H. PEMERIKSAAN PENUNJANG

a. Pemeriksaan laboratorium

Pemeriksaan darah rutin, darah tepi dan lainnya sesuai indikasi misalnya kadar gula darah, elektrolit.
Pemeriksaan cairan serebrospinalis (bila perlu) untuk mengetahui tekanan, warna, kejernihan,
perdarahan, jumlah sel, hitung jenis sel, kadar protein, gula NaCl dan pemeriksaan lain atas indikasi.

b. Pemeriksaan EEG

Pemeriksaan EEG sangat berguna untuk diagnosis epilepsi. Ada kelainan berupa epilepsiform discharge
atau epileptiform activity), misalnya spike sharp wave, spike and wave dan sebagainya. Rekaman EEG
dapat menentukan fokus serta jenis epilepsi apakah fokal, multifokal, kortikal atau subkortikal dan
sebagainya. Harus dilakukan secara berkala (kira-kira 8-12 % pasien epilepsi mempunyai rekaman EEG
yang normal).
Pemeriksaan radiologis

c. Foto tengkorak

untuk mengetahui kelainan tulang tengkorak, destruksi tulang, kalsifikasi intrakranium yang abnormal,
tanda peninggian TIK seperti pelebaran sutura, erosi sela tursika dan sebagainya.

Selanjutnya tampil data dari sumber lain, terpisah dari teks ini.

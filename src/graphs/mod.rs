/*
 * SPDX-FileCopyrightText: 2025 Doublets contributors
 *
 * SPDX-License-Identifier: Apache-2.0 OR LGPL-2.1-or-later
 */

//! Graph representations and generators.

pub mod csr_graph;
pub use csr_graph::CsrGraph;

pub mod families;

pub mod random;

pub mod prelude {
    pub use super::csr_graph::CsrGraph;
    pub use super::families;
    pub use super::random::ErdosRenyi;
}
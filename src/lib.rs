/*
 * SPDX-FileCopyrightText: 2025 Doublets contributors
 *
 * SPDX-License-Identifier: Apache-2.0 OR LGPL-2.1-or-later
 */

#![doc = include_str!("../README.md")]
#![deny(unstable_features)]
#![deny(trivial_casts)]
#![deny(unconditional_recursion)]
#![deny(clippy::empty_loop)]
#![deny(unreachable_code)]
#![deny(unreachable_pub)]
#![deny(unreachable_patterns)]
#![deny(unused_macro_rules)]
#![deny(unused_doc_comments)]
#![allow(clippy::type_complexity)]

pub mod components;
pub mod distances;
pub mod graphs;
pub mod traits;
pub mod words;

mod error;
pub use error::*;

#[cfg(feature = "cli")]
pub mod cli;

pub mod build_info {
    include!(concat!(env!("OUT_DIR"), "/built.rs"));

    pub fn version_string() -> String {
        format!(
            "{}
git info: {} {} {}
build info: built for {} with {}",
            PKG_VERSION,
            GIT_VERSION.unwrap_or(""),
            GIT_COMMIT_HASH.unwrap_or(""),
            match GIT_DIRTY {
                None => "",
                Some(true) => "(dirty)",
                Some(false) => "(clean)",
            },
            TARGET,
            RUSTC_VERSION
        )
    }
}

pub mod prelude {
    pub use crate::components::*;
    pub use crate::distances::*;
    pub use crate::graphs::prelude::*;
    pub use crate::traits::*;
    pub use crate::words::*;
    pub use crate::{Error, ErrorKind};
}
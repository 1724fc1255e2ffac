/*
 * SPDX-FileCopyrightText: 2025 Doublets contributors
 *
 * SPDX-License-Identifier: Apache-2.0 OR LGPL-2.1-or-later
 */

//! Command-line interface structs, functions, and methods.
//!
//! Each command is implemented as a submodule.

use crate::build_info;
use anyhow::{anyhow, bail, ensure, Context, Result};
use clap::{Args, Parser, Subcommand};
use std::io::Write;
use std::time::{Duration, SystemTime};

pub mod bench;
pub mod ladder;

/// Parses a positive number of threads, for use as a `value_parser`.
pub fn num_threads_parser(arg: &str) -> Result<usize> {
    let num_threads = arg
        .parse::<usize>()
        .with_context(|| format!("Invalid number of threads {:?}", arg))?;
    ensure!(num_threads > 0, "At least one thread is needed");
    Ok(num_threads)
}

/// Shared CLI arguments for commands that specify a number of threads.
#[derive(Args, Debug)]
pub struct NumThreadsArg {
    #[arg(short = 'j', long, default_value_t = rayon::current_num_threads().max(1), value_parser = num_threads_parser)]
    /// The number of threads to use.
    pub num_threads: usize,
}

/// Shared CLI arguments for commands that tune the scheduler.
#[derive(Args, Debug)]
pub struct SchedulerArgs {
    #[arg(long, default_value_t = crate::distances::SumPathsConfig::DEFAULT_BREAKPOINT)]
    /// Components with at least this many nodes have their visits spread
    /// over all threads; smaller ones are assigned to a single thread.
    pub breakpoint: usize,

    #[arg(long, default_value_t = crate::distances::SumPathsConfig::DEFAULT_SEQUENTIAL_FLOOR)]
    /// If no component has at least this many nodes, a single thread is used.
    pub sequential_floor: usize,
}

impl SchedulerArgs {
    /// Returns a configuration with these parameters and the given number of
    /// threads.
    pub fn to_config(&self, num_threads: usize) -> crate::distances::SumPathsConfig {
        crate::distances::SumPathsConfig::default()
            .num_threads(num_threads)
            .breakpoint(self.breakpoint)
            .sequential_floor(self.sequential_floor)
    }
}

/// Parses a duration such as `1d2h3m4s567`.
///
/// Each amount is followed by a unit among `d`, `h`, `m` and `s`; a trailing
/// amount without unit is in milliseconds. Whitespace is ignored.
fn parse_duration(value: &str) -> Result<Duration> {
    ensure!(
        !value.trim().is_empty(),
        "Empty duration; use 0 to log at every update"
    );
    let too_long = || anyhow!("Duration {:?} is too long", value);
    let mut millis = 0_u64;
    let mut amount: Option<u64> = None;
    for c in value.chars().filter(|c| !c.is_whitespace()) {
        if let Some(digit) = c.to_digit(10) {
            let next = amount.unwrap_or(0).checked_mul(10);
            amount = Some(next.and_then(|a| a.checked_add(digit.into())).ok_or_else(too_long)?);
            continue;
        }
        let unit: u64 = match c {
            's' => 1_000,
            'm' => 60 * 1_000,
            'h' => 60 * 60 * 1_000,
            'd' => 24 * 60 * 60 * 1_000,
            _ => bail!("Invalid duration suffix: {}", c),
        };
        let Some(amount) = amount.take() else {
            bail!("Missing amount before suffix {}", c);
        };
        millis = amount
            .checked_mul(unit)
            .and_then(|ms| millis.checked_add(ms))
            .ok_or_else(too_long)?;
    }
    if let Some(amount) = amount {
        millis = millis.checked_add(amount).ok_or_else(too_long)?;
    }
    Ok(Duration::from_millis(millis))
}

/// Initializes `env_logger` with the `info` level as default and a format
/// showing the time elapsed since initialization and the name of the thread,
/// so that messages of the workers can be told apart.
pub fn init_envlogger() -> Result<()> {
    use jiff::fmt::friendly::{Designator, Spacing, SpanPrinter};
    use jiff::SpanRound;

    let start = std::time::Instant::now();
    let printer = SpanPrinter::new()
        .spacing(Spacing::None)
        .designator(Designator::Compact);
    let span_round = SpanRound::new()
        .largest(jiff::Unit::Day)
        .smallest(jiff::Unit::Millisecond)
        .days_are_24_hours();

    env_logger::Builder::from_env(env_logger::Env::default().default_filter_or("info"))
        .format(move |buf, record| {
            let now = jiff::Timestamp::try_from(SystemTime::now()).map_err(std::io::Error::other)?;
            let elapsed = jiff::Span::new()
                .milliseconds(start.elapsed().as_millis() as i64)
                .round(span_round)
                .map_err(std::io::Error::other)?;
            let style = buf.default_level_style(record.level());
            let thread = std::thread::current();
            writeln!(
                buf,
                "{} +{} {style}{:5}{style:#} [{}] {} - {}",
                now.strftime("%F %T%.3f"),
                printer.span_to_string(&elapsed),
                record.level(),
                thread.name().unwrap_or("unnamed"),
                record.target(),
                record.args()
            )
        })
        .try_init()
        .context("Cannot initialize the logger")
}

#[derive(Args, Debug)]
pub struct GlobalArgs {
    #[arg(long, value_parser = parse_duration, global = true, display_order = 1000)]
    /// Interval between progress messages (default 10s), as amounts with
    /// suffix d, h, m or s, possibly followed by milliseconds without suffix:
    /// for example, "2m30s" or "1s500".
    pub log_interval: Option<Duration>,
}

#[derive(Subcommand, Debug)]
pub enum SubCommands {
    Ladder(ladder::CliArgs),
    Bench(bench::CliArgs),
}

#[derive(Parser, Debug)]
#[command(name = "doublets", version=build_info::version_string())]
/// Sums the lengths of the shortest paths between all pairs of words of a
/// word list that can be transformed into one another by changing one letter
/// at a time.
#[doc = include_str!("common_env.txt")]
pub struct Cli {
    #[command(subcommand)]
    pub command: SubCommands,
    #[clap(flatten)]
    pub args: GlobalArgs,
}

/// The entry point of the command-line interface.
pub fn cli_main<I, T>(args: I) -> Result<()>
where
    I: IntoIterator<Item = T>,
    T: Into<std::ffi::OsString> + Clone,
{
    let start = std::time::Instant::now();
    let cli = Cli::parse_from(args);
    match cli.command {
        SubCommands::Ladder(args) => {
            ladder::main(cli.args, args)?;
        }
        SubCommands::Bench(args) => {
            bench::main(cli.args, args)?;
        }
    }

    log::info!(
        "The command took {}",
        pretty_print_elapsed(start.elapsed().as_secs_f64())
    );

    Ok(())
}

/// Formats a number of seconds as weeks, days, hours, minutes and seconds,
/// followed by the raw number of seconds.
pub fn pretty_print_elapsed(elapsed: f64) -> String {
    const UNITS: [(&str, u64); 4] = [
        ("week", 7 * 24 * 60 * 60),
        ("day", 24 * 60 * 60),
        ("hour", 60 * 60),
        ("minute", 60),
    ];
    let mut seconds = elapsed as u64;
    let mut result = String::new();
    for (name, length) in UNITS {
        let count = seconds / length;
        seconds %= length;
        match count {
            0 => {}
            1 => result.push_str(&format!("1 {} ", name)),
            _ => result.push_str(&format!("{} {}s ", count, name)),
        }
    }
    result.push_str(&format!("{:.3} seconds ({}s)", elapsed % 60.0, elapsed));
    result
}

#[cfg(test)]
mod tests {
    use super::*;

    #[test]
    fn test_parse_duration() -> Result<()> {
        assert_eq!(parse_duration("1500")?, Duration::from_millis(1500));
        assert_eq!(
            parse_duration("1d2h3m4s567")?,
            Duration::from_millis(93_784_567)
        );
        assert_eq!(parse_duration("2 m")?, Duration::from_secs(120));
        assert!(parse_duration("").is_err());
        assert!(parse_duration("3w").is_err());
        assert!(parse_duration("m").is_err());
        assert!(parse_duration("99999999999999999999").is_err());
        Ok(())
    }

    #[test]
    fn test_num_threads_parser() {
        assert_eq!(num_threads_parser("8").ok(), Some(8));
        assert!(num_threads_parser("0").is_err());
        assert!(num_threads_parser("many").is_err());
    }

    #[test]
    fn test_pretty_print_elapsed() {
        assert_eq!(pretty_print_elapsed(1.5), "1.500 seconds (1.5s)");
        assert_eq!(
            pretty_print_elapsed(3723.0),
            "1 hour 2 minutes 3.000 seconds (3723s)"
        );
        assert_eq!(
            pretty_print_elapsed(1_296_000.0),
            "2 weeks 1 day 0.000 seconds (1296000s)"
        );
    }

    #[test]
    fn test_parse_ladder() -> Result<()> {
        let cli = Cli::try_parse_from([
            "doublets",
            "ladder",
            "-n",
            "4",
            "-j",
            "3",
            "--breakpoint",
            "16",
            "--log-interval",
            "1s",
            "a.txt",
            "b.txt",
        ])?;
        assert_eq!(cli.args.log_interval, Some(Duration::from_secs(1)));
        let SubCommands::Ladder(args) = cli.command else {
            bail!("Expected the ladder command");
        };
        assert_eq!(args.length, 4);
        assert_eq!(args.num_threads.num_threads, 3);
        assert_eq!(args.scheduler.breakpoint, 16);
        assert_eq!(args.files.len(), 2);
        assert!(!args.timing);
        Ok(())
    }

    #[test]
    fn test_parse_rejects_zero_threads() {
        assert!(Cli::try_parse_from(["doublets", "bench", "path", "10", "-j", "0"]).is_err());
    }
}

d. Pneumoensefalografi dan ventrikulografi untuk melihat gambaran ventrikel, sisterna, rongga sub
arachnoid serta gambaran otak.
Arteriografi untuk mengetahui pembuluh darah di otak : anomali pembuluh darah otak, penyumbatan,
neoplasma / hematome/ abses.

I. STATUS EPILEPTIKUS

Ø Definisi

status epileptikus adalah sebagai keadaan dimana terjadinya dua atau lebih rangkaian kejang tanpa
adanya pemulihan kesadaran diantara kejang atau aktivitas kejang yang berlangsung lebih dari 30 menit.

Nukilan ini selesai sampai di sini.